Data section Start Marker

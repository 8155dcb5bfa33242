use axum::{
    http::StatusCode,
    response::{IntoResponse, Response},
    Json,
};
use serde::Serialize;
use thiserror::Error;

#[derive(Error, Debug)]
pub enum ApiError {
    #[error("Bad request: {0}")]
    BadRequest(String),

    #[error("Not found: {0}")]
    NotFound(String),

    #[error("Database error: {0}")]
    DatabaseError(String),

    #[error("LLM error: {0}")]
    LlmError(String),

    #[error("Internal error: {0}")]
    InternalError(String),
}

#[derive(Serialize)]
struct ErrorResponse {
    ok: bool,
    error: String,
}

impl IntoResponse for ApiError {
    fn into_response(self) -> Response {
        // 5xx details stay in the logs; the caller only sees a generic body.
        let (status, message) = match self {
            ApiError::BadRequest(msg) => {
                tracing::warn!("Bad request: {}", msg);
                (StatusCode::BAD_REQUEST, msg)
            }
            ApiError::NotFound(msg) => {
                tracing::warn!("Not found: {}", msg);
                (StatusCode::NOT_FOUND, msg)
            }
            ApiError::DatabaseError(msg) => {
                tracing::error!("Database error: {}", msg);
                (
                    StatusCode::INTERNAL_SERVER_ERROR,
                    "Internal server error".to_string(),
                )
            }
            ApiError::LlmError(msg) => {
                tracing::error!("LLM error: {}", msg);
                (
                    StatusCode::SERVICE_UNAVAILABLE,
                    "Generation backend unavailable".to_string(),
                )
            }
            ApiError::InternalError(msg) => {
                tracing::error!("Internal error: {}", msg);
                (
                    StatusCode::INTERNAL_SERVER_ERROR,
                    "Internal server error".to_string(),
                )
            }
        };

        let body = Json(ErrorResponse {
            ok: false,
            error: message,
        });

        (status, body).into_response()
    }
}
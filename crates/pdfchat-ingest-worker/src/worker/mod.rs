pub mod processor;
pub mod reconcile;

pub use processor::IngestProcessor;
pub use reconcile::ReconcileSweep;

use crate::config::Settings;
use crate::database::{DbPool, NotificationListener, Repository};
use crate::embedding::HttpEmbedder;
use anyhow::Result;
use pdfchat_core::jobs::{FailureOutcome, JobQueue, INGEST_JOB_NAME};
use pdfchat_core::vector::VectorStore;
use std::sync::Arc;
use std::time::Duration;
use tokio::sync::Notify;
use tracing::{debug, error, info, warn};

pub struct Worker {
    settings: Settings,
    repository: Arc<Repository>,
    listener: NotificationListener,
    queue: JobQueue,
    processor: Arc<IngestProcessor>,
}

impl Worker {
    pub fn new(settings: Settings, db_pool: DbPool) -> Self {
        let repository = Arc::new(Repository::new(db_pool.clone()));

        let listener = NotificationListener::new(
            settings.database.clone(),
            settings.database.listen_channel.clone(),
        );

        let queue = JobQueue::new(db_pool.clone(), settings.database.listen_channel.clone());

        let embedder = Arc::new(HttpEmbedder::new(settings.embedding.clone()));

        let processor = Arc::new(IngestProcessor::new(
            settings.chunking.clone(),
            settings.worker.max_file_size_mb,
            embedder,
            VectorStore::new(db_pool),
        ));

        Self {
            settings,
            repository,
            listener,
            queue,
            processor,
        }
    }

    /// Main worker loop: a pool of job consumers, woken by LISTEN/NOTIFY
    /// with a polling fallback, plus periodic stale-job recovery.
    pub async fn run(self) -> Result<()> {
        info!("Worker started");

        let mut notification_rx = self.listener.start().await?;
        let wakeup = Arc::new(Notify::new());

        // Repair the enqueue-failure gap before consuming: documents that
        // never got a job are re-enqueued here.
        let sweep = ReconcileSweep::new(
            self.repository.clone(),
            self.queue.clone(),
            self.settings.worker.max_attempts,
        );
        match sweep.run().await {
            Ok(count) if count > 0 => info!("Reconciliation sweep re-enqueued {} documents", count),
            Ok(_) => {}
            Err(e) => error!("Reconciliation sweep failed: {}", e),
        }

        // Consumer pool
        let mut handles = Vec::with_capacity(self.settings.worker.concurrency);

        for consumer_id in 0..self.settings.worker.concurrency {
            let queue = self.queue.clone();
            let processor = self.processor.clone();
            let wakeup = wakeup.clone();
            let poll_interval = Duration::from_secs(self.settings.worker.poll_interval_seconds);

            handles.push(tokio::spawn(async move {
                loop {
                    match queue.claim(INGEST_JOB_NAME).await {
                        Ok(Some(job)) => {
                            info!(
                                "Consumer {} processing job {} (document {}, attempt {})",
                                consumer_id, job.id, job.payload.document_id, job.attempts
                            );

                            match processor.process(&job.payload).await {
                                Ok(_) => {
                                    if let Err(e) = queue.complete(job.id).await {
                                        error!("Failed to mark job {} completed: {}", job.id, e);
                                    } else {
                                        info!("Job {} completed", job.id);
                                    }
                                }
                                Err(e) => {
                                    // Per-job isolation: a failed document
                                    // never takes the consumer down.
                                    error!("Job {} failed: {}", job.id, e);
                                    match queue.fail(job.id, &e.to_string()).await {
                                        Ok(FailureOutcome::Dead) => {
                                            warn!(
                                                "Job {} dead-lettered after {} attempts",
                                                job.id, job.attempts
                                            );
                                        }
                                        Ok(FailureOutcome::Retrying) => {
                                            debug!("Job {} returned to pending", job.id);
                                        }
                                        Err(e) => {
                                            error!("Failed to record job failure: {}", e);
                                        }
                                    }
                                }
                            }
                        }
                        Ok(None) => {
                            tokio::select! {
                                _ = wakeup.notified() => {}
                                _ = tokio::time::sleep(poll_interval) => {}
                            }
                        }
                        Err(e) => {
                            error!("Failed to claim job: {}", e);
                            tokio::time::sleep(poll_interval).await;
                        }
                    }
                }
            }));
        }

        // Main loop: notifications, stale recovery, shutdown
        let mut stale_timer = tokio::time::interval(Duration::from_secs(
            self.settings.worker.stale_after_seconds.max(1) as u64,
        ));

        loop {
            tokio::select! {
                Some(notification) = notification_rx.recv() => {
                    debug!("Notified of job {}", notification.job_id);
                    wakeup.notify_one();
                }

                _ = stale_timer.tick() => {
                    match self.queue.recover_stale(self.settings.worker.stale_after_seconds).await {
                        Ok(recovered) if recovered > 0 => {
                            warn!("Recovered {} stale jobs", recovered);
                            wakeup.notify_waiters();
                        }
                        Ok(_) => {}
                        Err(e) => error!("Stale job recovery failed: {}", e),
                    }
                }

                _ = tokio::signal::ctrl_c() => {
                    info!("Received shutdown signal");
                    break;
                }
            }
        }

        info!("Shutting down worker...");
        for handle in handles {
            handle.abort();
        }

        info!("Worker stopped");
        Ok(())
    }
}
use anyhow::Result;
use pdfchat_core::collection::sanitize_component;
use std::path::{Path, PathBuf};
use tracing::debug;
use uuid::Uuid;

/// Staging storage for raw upload bytes. The staged path is recorded on the
/// document row and carried in the ingest job, so the worker (and the
/// reconciliation sweep) can load the bytes independently of the request.
pub struct UploadStorage {
    root: PathBuf,
}

impl UploadStorage {
    pub fn new(root: impl Into<PathBuf>) -> Self {
        Self { root: root.into() }
    }

    /// Unique staged location for one upload.
    pub fn staged_path(&self, chat_id: i32, file_name: &str) -> String {
        let safe_name = sanitize_component(file_name);
        self.root
            .join(format!("chat_{}", chat_id))
            .join(format!("{}_{}", Uuid::new_v4(), safe_name))
            .to_string_lossy()
            .into_owned()
    }

    pub async fn write(&self, path: &str, data: &[u8]) -> Result<()> {
        let path = Path::new(path);

        if let Some(parent) = path.parent() {
            tokio::fs::create_dir_all(parent).await?;
        }

        tokio::fs::write(path, data).await?;
        debug!("Staged {} bytes at {:?}", data.len(), path);

        Ok(())
    }
}
use sqlx::FromRow;

/// A document row joined with its staged file location, as seen by the
/// reconciliation sweep.
#[derive(Debug, Clone, FromRow)]
pub struct StagedDocument {
    pub id: i32,
    pub chat_id: i32,
    pub collection_name: String,
    pub file_name: String,
    pub mime_type: Option<String>,
    pub size_bytes: Option<i64>,
    pub file_path: String,
}
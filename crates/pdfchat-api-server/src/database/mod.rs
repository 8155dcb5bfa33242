pub mod repository;

pub use pdfchat_core::database::DbPool;
pub use repository::Repository;
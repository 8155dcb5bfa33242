use crate::models::chat::SendMessageRequest;
use crate::services::Responder;
use crate::utils::error::ApiError;
use axum::{
    body::Body,
    extract::{rejection::JsonRejection, Extension},
    http::header,
    response::Response,
    Json,
};
use bytes::Bytes;
use futures::StreamExt;
use std::convert::Infallible;
use std::sync::Arc;
use tracing::info;

/// `POST /message`: answer one user message as a newline-delimited stream of
/// `token` / `error` / `done` records. The connection stays open until the
/// done record; the transport never buffers the body.
pub async fn send_message_handler(
    Extension(responder): Extension<Arc<Responder>>,
    body: Result<Json<serde_json::Value>, JsonRejection>,
) -> Result<Response, ApiError> {
    let Json(body) =
        body.map_err(|e| ApiError::BadRequest(format!("Invalid message body: {}", e)))?;

    let request: SendMessageRequest = serde_json::from_value(body)
        .map_err(|e| ApiError::BadRequest(format!("Invalid message body: {}", e)))?;

    if request.chat_id <= 0 {
        return Err(ApiError::BadRequest(
            "chatId must be a positive integer".to_string(),
        ));
    }

    if request.content.trim().is_empty() {
        return Err(ApiError::BadRequest("content must not be empty".to_string()));
    }

    info!(
        "Message for chat {} (collection {}, {} chars)",
        request.chat_id,
        request.collection_name,
        request.content.len()
    );

    let stream = responder
        .respond(
            request.chat_id,
            request.content,
            request.role,
            request.collection_name,
        )
        .await?;

    let body = Body::from_stream(
        stream.map(|record| Ok::<_, Infallible>(Bytes::from(record.to_ndjson()))),
    );

    Response::builder()
        .header(header::CONTENT_TYPE, "application/x-ndjson; charset=utf-8")
        .header(header::CACHE_CONTROL, "no-cache, no-transform")
        .body(body)
        .map_err(|e| ApiError::InternalError(e.to_string()))
}
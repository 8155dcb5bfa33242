use crate::database::Repository;
use crate::models::chat::ChatListResponse;
use crate::utils::error::ApiError;
use axum::{
    extract::{Extension, Path},
    Json,
};
use pdfchat_core::models::ChatDetail;
use std::sync::Arc;
use tracing::info;

/// `GET /chat/{id}`: the chat with its messages and documents, both ordered
/// by created_at ascending.
pub async fn get_chat_handler(
    Extension(repository): Extension<Arc<Repository>>,
    Path(id): Path<String>,
) -> Result<Json<ChatDetail>, ApiError> {
    let chat_id: i32 = id
        .parse()
        .ok()
        .filter(|id| *id > 0)
        .ok_or_else(|| ApiError::BadRequest("Chat ID must be a positive integer".to_string()))?;

    let chat = repository
        .get_chat(chat_id)
        .await
        .map_err(|e| ApiError::DatabaseError(e.to_string()))?
        .ok_or_else(|| ApiError::NotFound(format!("Chat {} not found", chat_id)))?;

    let messages = repository
        .chat_messages(chat_id)
        .await
        .map_err(|e| ApiError::DatabaseError(e.to_string()))?;

    let docs = repository
        .chat_documents(chat_id)
        .await
        .map_err(|e| ApiError::DatabaseError(e.to_string()))?;

    Ok(Json(ChatDetail {
        id: chat.id,
        name: chat.name,
        created_at: chat.created_at,
        updated_at: chat.updated_at,
        messages,
        docs,
    }))
}

/// `GET /chats`: all document summaries for the sidebar listing.
pub async fn list_chats_handler(
    Extension(repository): Extension<Arc<Repository>>,
) -> Result<Json<ChatListResponse>, ApiError> {
    let docs = repository
        .list_documents()
        .await
        .map_err(|e| ApiError::DatabaseError(e.to_string()))?;

    info!("Listing {} documents", docs.len());

    Ok(Json(ChatListResponse { ok: true, data: docs }))
}
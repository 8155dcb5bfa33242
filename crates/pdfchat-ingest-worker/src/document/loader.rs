use crate::utils::error::WorkerError;
use anyhow::Result;
use mime_guess::mime;
use std::fs;
use std::path::Path;
use tracing::debug;

pub struct DocumentLoader;

impl DocumentLoader {
    /// Check whether the file can be text-extracted by the parser.
    pub fn is_supported(path: &Path) -> bool {
        let extension = path
            .extension()
            .and_then(|e| e.to_str())
            .map(|e| e.to_lowercase());

        match extension.as_deref() {
            Some("pdf") | Some("txt") | Some("md") | Some("markdown") => true,
            _ => {
                // MIME fallback: any text/* file parses as plain text
                let mime = mime_guess::from_path(path).first();
                matches!(mime, Some(m) if m.type_() == mime::TEXT)
            }
        }
    }

    /// Validate the staged file before processing.
    pub fn validate_file(path: &Path, max_size_mb: u64) -> Result<()> {
        if !path.exists() {
            return Err(WorkerError::FileNotFound(path.display().to_string()).into());
        }

        if !Self::is_supported(path) {
            return Err(WorkerError::UnsupportedFileType(path.display().to_string()).into());
        }

        let metadata = fs::metadata(path)?;
        let size_mb = metadata.len() / 1024 / 1024;

        if size_mb > max_size_mb {
            return Err(WorkerError::FileTooLarge(size_mb, max_size_mb).into());
        }

        debug!("Validated file: {:?} ({} bytes)", path, metadata.len());

        Ok(())
    }
}
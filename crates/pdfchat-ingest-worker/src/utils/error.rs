use thiserror::Error;

#[derive(Error, Debug)]
pub enum WorkerError {
    #[error("File not found: {0}")]
    FileNotFound(String),

    #[error("Unsupported file type: {0}")]
    UnsupportedFileType(String),

    #[error("File too large: {0} MB (max: {1} MB)")]
    FileTooLarge(u64, u64),

    #[error("Parsing error: {0}")]
    ParsingError(String),

    #[error("Chunking error: {0}")]
    ChunkingError(String),

    #[error("Embedding error: {0}")]
    EmbeddingError(String),

    #[error("Database error: {0}")]
    DatabaseError(#[from] sqlx::Error),

    #[error("IO error: {0}")]
    IoError(#[from] std::io::Error),

    #[error("HTTP error: {0}")]
    HttpError(#[from] reqwest::Error),
}
use serde::Deserialize;
use serde_json::Value;

/// The generator is asked to answer either as plain text, as a JSON object
/// with an `answer` string, or as a structured step list. Whatever comes
/// back is classified into one of these variants and rendered
/// deterministically; generation never influences the rendering rules.
#[derive(Debug, Clone, PartialEq)]
pub enum Answer {
    PlainText(String),
    StepList {
        steps: Vec<Step>,
        note: Option<String>,
    },
    Opaque(Value),
}

#[derive(Debug, Clone, PartialEq, Deserialize)]
pub struct Step {
    #[serde(rename = "step")]
    pub title: Option<String>,
    pub description: Option<String>,
    pub code: Option<String>,
}

impl Answer {
    /// Classify the accumulated raw text. Anything that is not valid JSON is
    /// plain text; valid JSON falls through answer → steps → note → opaque.
    pub fn parse(raw: &str) -> Answer {
        let Ok(value) = serde_json::from_str::<Value>(raw) else {
            return Answer::PlainText(raw.to_string());
        };

        match &value {
            Value::String(s) => Answer::PlainText(s.clone()),
            Value::Object(obj) => {
                if let Some(answer) = obj.get("answer").and_then(Value::as_str) {
                    return Answer::PlainText(answer.to_string());
                }

                if let Some(steps) = obj.get("steps").and_then(Value::as_array) {
                    let steps = steps
                        .iter()
                        .map(|s| {
                            serde_json::from_value::<Step>(s.clone()).unwrap_or(Step {
                                title: None,
                                description: None,
                                code: None,
                            })
                        })
                        .collect();
                    let note = obj
                        .get("note")
                        .and_then(Value::as_str)
                        .map(|n| n.to_string());
                    return Answer::StepList { steps, note };
                }

                if let Some(note) = obj.get("note").and_then(Value::as_str) {
                    return Answer::PlainText(note.to_string());
                }

                Answer::Opaque(value)
            }
            _ => Answer::Opaque(value),
        }
    }

    /// Render the variant to display text. Steps become numbered sections
    /// with optional code fences and a trailing note.
    pub fn render(&self) -> String {
        match self {
            Answer::PlainText(text) => text.clone(),
            Answer::StepList { steps, note } => {
                let md_steps: Vec<String> = steps
                    .iter()
                    .enumerate()
                    .map(|(i, step)| {
                        let title = step
                            .title
                            .clone()
                            .unwrap_or_else(|| format!("Step {}", i + 1));
                        let description = match &step.description {
                            Some(d) => format!("\n\n{}\n\n", d),
                            None => "\n\n".to_string(),
                        };
                        let code = match &step.code {
                            Some(c) => format!("```javascript\n{}\n```\n\n", c),
                            None => String::new(),
                        };
                        format!("### {}. {}\n\n{}{}", i + 1, title, description, code)
                    })
                    .collect();

                let note_block = note
                    .as_ref()
                    .map(|n| format!("---\n\n{}\n", n))
                    .unwrap_or_default();

                format!("{}\n{}", md_steps.join("\n"), note_block)
                    .trim()
                    .to_string()
            }
            Answer::Opaque(value) => {
                let pretty = serde_json::to_string_pretty(value)
                    .unwrap_or_else(|_| value.to_string());
                format!("```\n{}\n```", pretty)
            }
        }
    }
}
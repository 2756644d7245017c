//! HTML parser for extracting links and text
//!
//! This module handles parsing HTML content to extract:
//! - Links to follow (from <a> tags)
//! - Page title
//! - Visible text, through the [`Renderer`] seam

use scraper::{Html, Node, Selector};
use url::Url;

/// Elements whose text is never part of the rendered page
const INVISIBLE_ELEMENTS: &[&str] = &["head", "script", "style", "noscript", "template"];

/// Extracted information from an HTML page
#[derive(Debug, Clone)]
pub struct ParsedPage {
    /// The page title (from <title> tag)
    pub title: Option<String>,

    /// All links found on the page (absolute URLs, first occurrence order)
    pub links: Vec<String>,
}

/// Converts an HTML document into plain text
///
/// Implementations must not panic; a renderer that cannot make sense of a
/// document should fall back to whatever raw text it can recover.
pub trait Renderer: Send + Sync {
    fn render(&self, html: &str, base_url: &Url) -> String;
}

/// Default renderer: visible text nodes, whitespace-collapsed, one per line
#[derive(Debug, Clone, Copy, Default)]
pub struct TextRenderer;

impl Renderer for TextRenderer {
    fn render(&self, html: &str, _base_url: &Url) -> String {
        let document = Html::parse_document(html);
        let mut lines = Vec::new();

        for node in document.root_element().descendants() {
            let Node::Text(text) = node.value() else {
                continue;
            };

            let hidden = node.ancestors().any(|ancestor| {
                ancestor
                    .value()
                    .as_element()
                    .is_some_and(|element| INVISIBLE_ELEMENTS.contains(&element.name()))
            });
            if hidden {
                continue;
            }

            let line = text.split_whitespace().collect::<Vec<_>>().join(" ");
            if !line.is_empty() {
                lines.push(line);
            }
        }

        lines.join("\n")
    }
}

/// Parses HTML content and extracts links and metadata
///
/// # Link Extraction Rules
///
/// **Include:**
/// - `<a href="...">` tags anywhere in the document
///
/// **Exclude:**
/// - `<a href="..." download>`
/// - `javascript:`, `mailto:`, `tel:` links
/// - Data URIs
/// - Fragment-only links
///
/// Fragments are stripped and duplicates dropped.
///
/// # Example
///
/// ```
/// use prompt_harvest::crawler::parse_html;
/// use url::Url;
///
/// let html = r#"<html><head><title>Test</title></head><body><a href="/page">Link</a></body></html>"#;
/// let base_url = Url::parse("https://example.com/").unwrap();
/// let parsed = parse_html(html, &base_url);
/// assert_eq!(parsed.title, Some("Test".to_string()));
/// assert_eq!(parsed.links, vec!["https://example.com/page".to_string()]);
/// ```
pub fn parse_html(html: &str, base_url: &Url) -> ParsedPage {
    let document = Html::parse_document(html);

    ParsedPage {
        title: extract_title(&document),
        links: extract_links(&document, base_url),
    }
}

/// Extracts the page title from the HTML document
fn extract_title(document: &Html) -> Option<String> {
    let title_selector = Selector::parse("title").ok()?;

    document
        .select(&title_selector)
        .next()
        .map(|element| element.text().collect::<String>().trim().to_string())
        .filter(|s| !s.is_empty())
}

/// Extracts all valid links from the HTML document
fn extract_links(document: &Html, base_url: &Url) -> Vec<String> {
    let mut links: Vec<String> = Vec::new();

    let Ok(a_selector) = Selector::parse("a[href]") else {
        return links;
    };

    for element in document.select(&a_selector) {
        if element.value().attr("download").is_some() {
            continue;
        }

        if let Some(absolute_url) = element
            .value()
            .attr("href")
            .and_then(|href| resolve_link(href, base_url))
        {
            if !links.contains(&absolute_url) {
                links.push(absolute_url);
            }
        }
    }

    links
}

/// Resolves a link href to an absolute URL and validates it
///
/// Returns None if the link should be excluded:
/// - javascript:, mailto:, tel: schemes
/// - data: URIs
/// - Invalid URLs
/// - Non-HTTP(S) URLs after resolution
fn resolve_link(href: &str, base_url: &Url) -> Option<String> {
    let href = href.trim();

    if href.is_empty() || href.starts_with('#') {
        return None;
    }

    let lowered = href.to_ascii_lowercase();
    if lowered.starts_with("javascript:")
        || lowered.starts_with("mailto:")
        || lowered.starts_with("tel:")
        || lowered.starts_with("data:")
    {
        return None;
    }

    let mut absolute_url = base_url.join(href).ok()?;
    if absolute_url.scheme() != "http" && absolute_url.scheme() != "https" {
        return None;
    }
    absolute_url.set_fragment(None);

    Some(absolute_url.to_string())
}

Data section End Marker

Assignment:
Lines in the data that hold "FileNotFound" must be located and copied.

Answer for the task:
            return Err(WorkerError::FileNotFound(path.display().to_string()).into());
    FileNotFound(String),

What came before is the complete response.